A report from Gannett News Wire from September 12, 2001, began, “Delaware Senator Joe Biden spent Wednesday exactly where he wanted — in the U.S. Senate.”
Then-President George W. Bush visited the former site of the Twin Towers two days later, where he spoke to workers through a bullhorn and said famously, “I can hear you, the rest of the world hears you, and the people who knocked these buildings down will hear all of us soon.”
Biden is notorious for his decades-long habit of factual embellishments. Still, his most recent biographical misstatements come as polls show that most voters believe he is too old to seek a second term in the 2024 presidential election.
Last month, the president claimed after Hawaii’s wildfire devastation that his Delaware house “almost collapsed” from a small kitchen fire almost two decades ago — following telling survivors one week prior that firefighters “ran into flames” to rescue the first lady, Jill Biden.
During a fire prevention summit in October of last year, he claimed, “We almost lost a couple of firefighters” during the fire — prompting the local fire department to release a statement calling the blaze “insignificant.”
President Biden told students in Atlanta at historically black colleges last year that he was arrested several times while protesting in favor of civil rights — a claim there is no evidence for.
In 2021, Biden told Jewish leaders he remembered “spending time at” and “going to” Pittsburgh’s Tree of Life synagogue in 2018 following the most significant anti-Semitic attack in U.S. history, during which 11 people were murdered. The synagogue said Biden never visited, and later, the White House said he was thinking about a 2019 phone call to the rabbi of the synagogue.
Later that month, he told an audience in Idaho his “first job offer” came from a local wood products and lumber business, Boise Cascade. The company said that was news to them.
At a May 2022 Naval Academy graduation ceremony and again this past June at the Air Force Academy, he claimed that the late Senator J. Caleb Boggs appointed him to the prestigious Annapolis military college. A search of Boggs’ archives turned up no evidence of the appointment.

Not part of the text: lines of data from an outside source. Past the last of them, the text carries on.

//! Reverse-mode automatic differentiation with user-defined functions.
//!
//! Tape-based autograd over [`DenseTensor<f64>`](crate::DenseTensor),
//! following a PyTorch-style API with a thread-local computation graph.
//! Besides the built-in operations on [`Variable`], callers can install
//! their own gradient rules ([`Function::apply`], [`CustomFunction`]) and
//! observe or rewrite gradients as they flow ([`Variable::register_hook`]).
//!
//! # Architecture
//!
//! ```text
//! Variable  ──edge (node, output_nr)──►  ComputationGraph (thread_local)
//!    │                                          │
//!    ▼                                          ▼
//! Rc<DenseTensor<f64>>                     Vec<Node>  ── hooks per output
//!                                               │
//!                                               ▼
//!                          GradFn: AddBackward, MatmulBackward, ...
//!                                  BridgeBackward ── AutogradContext
//!                                                        │
//!                                                  SavedVariable (Rc)
//! ```
//!
//! # Example
//!
//! ```
//! use gradbridge::DenseTensor;
//! use gradbridge::autograd::{AutogradContext, Function, Variable, VariableList, clear_graph};
//!
//! // Clear the graph for a fresh computation
//! clear_graph();
//!
//! let a = Variable::leaf(DenseTensor::from_vec(vec![1.0, 2.0], &[2]).unwrap());
//! let b = Variable::leaf(DenseTensor::from_vec(vec![3.0, 4.0], &[2]).unwrap());
//!
//! // out = a * b with a hand-written gradient
//! let out = Function::apply(
//!     vec![a.clone(), b.clone()].into(),
//!     |ctx: &mut AutogradContext, inputs: VariableList| {
//!         ctx.save_for_backward(inputs.clone());
//!         Ok(vec![inputs.get(0)?.mul(inputs.get(1)?)?].into())
//!     },
//!     |ctx: &mut AutogradContext, grads: VariableList| {
//!         let saved = ctx.get_saved_variables()?;
//!         let g = grads.get(0)?;
//!         Ok(vec![g.mul(saved.get(1)?)?, g.mul(saved.get(0)?)?].into())
//!     },
//! )
//! .unwrap();
//!
//! out[0].sum().unwrap().backward().unwrap();
//!
//! assert_eq!(a.grad().unwrap().data(), &[3.0, 4.0]);
//! assert_eq!(b.grad().unwrap().data(), &[1.0, 2.0]);
//! ```
//!
//! # Design Notes
//!
//! - Thread-local computation graph and grad mode (no `Arc`, uses `Rc`)
//! - The graph is never borrowed while user code (backward, hooks) runs
//! - "No gradient" is always the explicit undefined [`Variable`]

mod context;
mod engine;
mod function;
mod grad_mode;
mod gradients;
mod graph;
mod hooks;
mod ops;
mod saved;
mod variable;

pub use context::{AutogradContext, SavedValue};
pub use engine::{BackwardOptions, backward};
pub use function::{CustomFunction, Function, apply_function};
pub use grad_mode::{GradModeGuard, is_grad_enabled, no_grad, set_grad_enabled};
pub use gradients::GradientBuffer;
pub use graph::{
    ComputationGraph, Edge, EdgeList, GradFn, Node, NodeId, clear_graph, with_graph,
};
pub use hooks::GradHook;
pub use saved::SavedVariable;
pub use variable::{Variable, VariableList};
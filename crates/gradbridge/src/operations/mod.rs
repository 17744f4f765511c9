//! Tensor kernels.
//!
//! These operate on plain [`DenseTensor`](crate::DenseTensor)s and know
//! nothing about autograd; the differentiable wrappers live in
//! [`crate::autograd`].

mod elementwise;
mod matmul;

pub use elementwise::{add, apply, apply_binary, mul, neg, scale, sub, sum};
pub use matmul::{matmul, transpose};
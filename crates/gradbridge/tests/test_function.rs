//! Integration tests for custom functions and gradient hooks.

use approx::assert_relative_eq;
use gradbridge::autograd::{
    AutogradContext, BackwardOptions, CustomFunction, Function, Variable, VariableList,
    apply_function, clear_graph,
};
use gradbridge::operations::{apply, scale};
use gradbridge::{AutogradError, DenseTensor};
use std::cell::RefCell;
use std::rc::Rc;

fn tensor(data: &[f64]) -> DenseTensor<f64> {
    DenseTensor::from_vec(data.to_vec(), &[data.len()]).unwrap()
}

/// f(a, b) = a + mul*b + a*b with mul kept in the scratch map.
struct MulAdd {
    mul: i64,
}

impl CustomFunction for MulAdd {
    fn name(&self) -> &str {
        "MulAdd"
    }

    fn forward(
        &self,
        ctx: &mut AutogradContext,
        inputs: VariableList,
    ) -> Result<VariableList, AutogradError> {
        ctx.set("mul", self.mul);
        ctx.save_for_backward(inputs.clone());

        let a = inputs.get(0)?;
        let b = inputs.get(1)?;
        let out = a
            .add(&b.mul_scalar(self.mul as f64)?)?
            .add(&a.mul(b)?)?;
        Ok(vec![out].into())
    }

    fn backward(
        &self,
        ctx: &mut AutogradContext,
        grad_outputs: VariableList,
    ) -> Result<VariableList, AutogradError> {
        let mul = ctx.get_int("mul")? as f64;
        let saved = ctx.get_saved_variables()?;
        let (a, b) = (saved.get(0)?, saved.get(1)?);
        let g = grad_outputs.get(0)?;

        let grad_a = g.add(&g.mul(b)?)?;
        let grad_b = g.mul_scalar(mul)?.add(&g.mul(a)?)?;
        Ok(vec![grad_a, grad_b].into())
    }
}

#[test]
fn test_variable_list_push_and_get() {
    let values = [3.0, -1.0, 0.5, 8.0];
    let mut list = VariableList::new();
    for &v in &values {
        list.push(Variable::new(DenseTensor::scalar(v)));
    }

    assert_eq!(list.len(), values.len());
    for (i, &v) in values.iter().enumerate() {
        assert_eq!(list.get(i).unwrap().tensor().unwrap().item().unwrap(), v);
    }
    assert!(matches!(
        list.get(values.len()),
        Err(AutogradError::OutOfRange { .. })
    ));
}

#[test]
fn test_bridge_function_gradient_check() {
    clear_graph();

    let a_data = [0.5, -1.0, 2.0];
    let b_data = [1.5, 3.0, -0.25];
    let a = Variable::leaf(tensor(&a_data));
    let b = Variable::leaf(tensor(&b_data));

    let outputs = Function::apply(
        vec![a.clone(), b.clone()].into(),
        |ctx: &mut AutogradContext, inputs: VariableList| {
            ctx.save_for_backward(inputs.clone());
            let (a, b) = (inputs.get(0)?, inputs.get(1)?);
            Ok(vec![a.add(b)?.add(&a.mul(b)?)?].into())
        },
        |ctx: &mut AutogradContext, grads: VariableList| {
            let saved = ctx.get_saved_variables()?;
            let g = grads.get(0)?;
            Ok(vec![
                g.add(&g.mul(saved.get(1)?)?)?,
                g.add(&g.mul(saved.get(0)?)?)?,
            ]
            .into())
        },
    )
    .unwrap();

    outputs[0].sum().unwrap().backward().unwrap();

    let grad_a = a.grad().unwrap();
    let grad_b = b.grad().unwrap();
    for i in 0..3 {
        assert_relative_eq!(grad_a.data()[i], 1.0 + b_data[i]);
        assert_relative_eq!(grad_b.data()[i], 1.0 + a_data[i]);
    }
}

#[test]
fn test_end_to_end_mul_two() {
    clear_graph();

    let a_data = [1.0, 2.0, 3.0];
    let b_data = [-2.0, 0.5, 4.0];
    let a = Variable::leaf(tensor(&a_data));
    let b = Variable::leaf(tensor(&b_data));

    let outputs = apply_function(MulAdd { mul: 2 }, vec![a.clone(), b.clone()].into()).unwrap();
    let out = outputs[0].tensor().unwrap();
    for i in 0..3 {
        let expected = a_data[i] + 2.0 * b_data[i] + a_data[i] * b_data[i];
        assert_relative_eq!(out.data()[i], expected);
    }

    outputs[0]
        .backward_with(Some(&DenseTensor::ones(&[3])), Default::default())
        .unwrap();

    let grad_a = a.grad().unwrap();
    let grad_b = b.grad().unwrap();
    for i in 0..3 {
        assert_relative_eq!(grad_a.data()[i], 1.0 + b_data[i]);
        assert_relative_eq!(grad_b.data()[i], 2.0 + a_data[i]);
    }
}

#[test]
fn test_saved_variables_in_order() {
    clear_graph();

    let x = Variable::leaf(tensor(&[1.0]));
    let y = Variable::new(tensor(&[2.0]));
    let z = Variable::new(tensor(&[3.0]));
    let seen = Rc::new(RefCell::new(Vec::new()));
    let log = Rc::clone(&seen);

    let outputs = Function::apply(
        vec![x.clone(), y.clone(), z.clone()].into(),
        |ctx: &mut AutogradContext, inputs: VariableList| {
            let (x, y, z) = (inputs.get(0)?, inputs.get(1)?, inputs.get(2)?);
            ctx.save_for_backward(vec![z.clone(), x.clone(), y.clone()].into());
            Ok(vec![x.clone()].into())
        },
        move |ctx: &mut AutogradContext, grads: VariableList| {
            let saved = ctx.get_saved_variables()?;
            for v in &saved {
                log.borrow_mut().push(v.tensor()?.item()?);
            }
            let g = grads.get(0)?.clone();
            Ok(vec![g, Variable::undefined(), Variable::undefined()].into())
        },
    )
    .unwrap();

    outputs[0].sum().unwrap().backward().unwrap();
    assert_eq!(*seen.borrow(), vec![3.0, 1.0, 2.0]);
}

#[test]
fn test_saving_nothing_yields_empty_set() {
    clear_graph();

    let x = Variable::leaf(tensor(&[1.0, 1.0]));
    let empty = Rc::new(RefCell::new(None));
    let log = Rc::clone(&empty);

    let outputs = Function::apply(
        vec![x].into(),
        |_ctx: &mut AutogradContext, inputs: VariableList| Ok(inputs),
        move |ctx: &mut AutogradContext, grads: VariableList| {
            *log.borrow_mut() = Some(ctx.get_saved_variables()?.is_empty());
            Ok(grads)
        },
    )
    .unwrap();

    outputs[0].sum().unwrap().backward().unwrap();
    assert_eq!(*empty.borrow(), Some(true));
}

#[test]
fn test_scratch_map_across_forward_and_backward() {
    clear_graph();

    let x = Variable::leaf(tensor(&[1.0]));
    let results = Rc::new(RefCell::new(Vec::new()));
    let log = Rc::clone(&results);

    let outputs = Function::apply(
        vec![x].into(),
        |ctx: &mut AutogradContext, inputs: VariableList| {
            ctx.set("k", 42);
            ctx.set("ratio", 0.5);
            Ok(inputs)
        },
        move |ctx: &mut AutogradContext, grads: VariableList| {
            log.borrow_mut().push(ctx.get_int("k"));
            log.borrow_mut().push(ctx.get_int("never_written"));
            log.borrow_mut().push(ctx.get_int("ratio"));
            Ok(grads)
        },
    )
    .unwrap();

    outputs[0].sum().unwrap().backward().unwrap();

    let results = results.borrow();
    assert_eq!(results[0], Ok(42));
    assert!(matches!(results[1], Err(AutogradError::TypeMismatch { .. })));
    assert!(matches!(results[2], Err(AutogradError::TypeMismatch { .. })));
}

#[test]
fn test_hook_pipeline_on_function_output() {
    clear_graph();

    let x = Variable::leaf(tensor(&[1.0, 2.0]));
    let zero = Variable::new(tensor(&[0.0, 0.0]));
    let outputs = apply_function(MulAdd { mul: 0 }, vec![x.clone(), zero].into()).unwrap();
    let t = &outputs[0];

    // h1(g) = g + 1, h2(g) = 3g, so the propagated gradient is 3(g + 1).
    let h1 = t
        .register_hook(|g: DenseTensor<f64>| -> Result<DenseTensor<f64>, AutogradError> {
            Ok(apply(&g, |v| v + 1.0))
        })
        .unwrap();
    t.register_hook(|g: DenseTensor<f64>| -> Result<DenseTensor<f64>, AutogradError> {
        Ok(scale(&g, 3.0))
    })
    .unwrap();

    let seed = tensor(&[1.0, 2.0]);
    let retain = BackwardOptions::new().retain_graph(true);
    t.backward_with(Some(&seed), retain).unwrap();
    // grad(a) = g' * (1 + b) with b = 0
    assert_eq!(x.grad().unwrap().data(), &[6.0, 9.0]);

    // After removal only h2 runs.
    t.remove_hook(h1).unwrap();
    x.zero_grad();
    t.backward_with(Some(&seed), retain).unwrap();
    assert_eq!(x.grad().unwrap().data(), &[3.0, 6.0]);

    assert_eq!(
        t.remove_hook(h1),
        Err(AutogradError::InvalidHookToken { token: h1 })
    );
}

#[test]
fn test_removed_hook_is_skipped() {
    clear_graph();

    let x = Variable::leaf(tensor(&[1.0, 1.0]));
    let calls = Rc::new(RefCell::new(0));
    let counter = Rc::clone(&calls);

    let token = x
        .register_hook(move |g: DenseTensor<f64>| -> Result<DenseTensor<f64>, AutogradError> {
            *counter.borrow_mut() += 1;
            Ok(g)
        })
        .unwrap();

    x.sum().unwrap().backward().unwrap();
    x.remove_hook(token).unwrap();
    x.sum().unwrap().backward().unwrap();

    assert_eq!(*calls.borrow(), 1);
    assert_eq!(x.grad().unwrap().data(), &[2.0, 2.0]);
}

#[test]
fn test_failing_backward_propagates_error() {
    clear_graph();

    let x = Variable::leaf(tensor(&[1.0]));
    let outputs = Function::apply(
        vec![x.clone()].into(),
        |_ctx: &mut AutogradContext, inputs: VariableList| Ok(inputs),
        |_ctx: &mut AutogradContext, _grads: VariableList| {
            Err(AutogradError::Callback {
                message: "refused".to_string(),
            })
        },
    )
    .unwrap();

    assert_eq!(
        outputs[0].sum().unwrap().backward(),
        Err(AutogradError::Callback {
            message: "refused".to_string()
        })
    );
    assert!(x.grad().is_none());
}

Latest exaggeration comes as polls show president’s perceived mental acuity is a liability
The latest exaggeration comes as polls show the president’s perceived mental infirmity is a liability in the upcoming election.
A June Washington Post-ABC News poll found that only 32% of voters believe Biden has the mental sharpness needed to serve as president — while 54% said the same of Donald Trump, 77, the front-runner for the GOP nomination.
A poll released by the Wall Street Journal last week found 73% of registered voters believed Biden was too old, while 47% said the same of Trump.
In addition to scrutiny of his mental acuity, President Biden also has an extensive record of false biographical claims and gaffes.
His first presidential campaign ended infamously in 1987 because of a scandal involving plagiarism of a law school paper and speeches.
President Biden appropriated British politician Neil Kinnock’s family history, changing geographic details to claim in speeches that “my ancestors…worked in the coal mines of Northeast Pennsylvania and would come up after 12 hours and play football for four hours.”
Unlike the forebears of Kinnock, who were Welsh, Biden’s ancestors didn’t mine coal.
He also falsely claimed he “graduated with three degrees from college,” “went to law school on a full academic scholarship — the only one in my class to have a full academic scholarship,” was named “the outstanding student in the political science department,” and “ended up in the top half” of his class.
None of the claims were true.
An official at the White House told The Post that the president was thinking about visiting Ground Zero on September 20, 2001, as part of a 38-senator delegation nine days following the attack.